The second stop, which was a bit outside of town, was Kinkakuji, the Golden Pavilion. Kinkakuji is actually just one building on the grounds of Rokuonji, a zen buddhist temple. Rokuonji was originally the estate of a powerful relative of the Shogun, but he became a monk and turned his estate into a monastery. The golden pavilion was used as a tea house and although it was destroyed several times in the 14 and 1500's, it managed to survive unscathed until 1950, when it was burnt down by a young monk for reasons that will never be known. It was rebuilt five years later.

Our third stop was the Kyoto Imperial Villa, which is where the emperor used to live. It is now mostly used to store certain ceremonial objects such as the imperial throne used for the enthronement ceremony for a new emperor. Part of it is still closed off in case someone from the imperial household does decide to visit, so security is pretty tight. Each tour group has a security guard assigned to them to watch for anyone straying away from the group. The buildings were pretty, but we didn't get to see any of the interiors, so it wasn't as interesting as Nijo Castle. The Villa's garden was very similar to Nijo Castle's garden.

Thursday, July 14, 2005

Gion Matsuri, Kyoto Summer Festival

Gion Matsuri is one of Kyoto's most famous festivals. It culminates in a parade of huge floats on the 17th of July. We enjoyed all of the festivities leading up to the parade, but weren't able to see the parade itself since we flew home on the 17th.

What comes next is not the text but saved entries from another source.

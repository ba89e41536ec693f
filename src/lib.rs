//! # users-api
//!
//! REST API exposing CRUD operations over a single PostgreSQL `users`
//! table (`id`, `name`, `age`).
//!
//! Each request is one round-trip: decode the request, run one
//! parameterized statement, encode the response. Schema constraints
//! (`age >= 18`, `name` of 1 to 55 characters) are enforced by the
//! database, not by handlers.
//!
//! ## Architecture
//!
//! ```text
//! Clients (HTTP)
//!     │
//!     ├── REST Handlers (api/)
//!     │
//!     ├── UserStore trait (persistence/)
//!     │     ├── PostgresUserStore (sqlx::PgPool)
//!     │     └── InMemoryUserStore (tests)
//!     │
//!     └── PostgreSQL `users` table
//! ```

pub mod api;
pub mod app_state;
pub mod config;
pub mod domain;
pub mod error;
pub mod persistence;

Gion Matsuri is several hundred years old. It originated as a way to appease the gods who were bringing famine and plague to Kyoto. The main parade on the 17th involves 32 Yama and Hoko floats. The Hoko floats are two stories and usually have a bunch of boys playing traditional instruments on the second story. Although they have wheels (as tall as me!), it still takes about 80 men to push and pull the Hoko floats around the parade and turning the floats is a major feat of engineering. Each float is sponsored by a particular neighborhood or merchant organization.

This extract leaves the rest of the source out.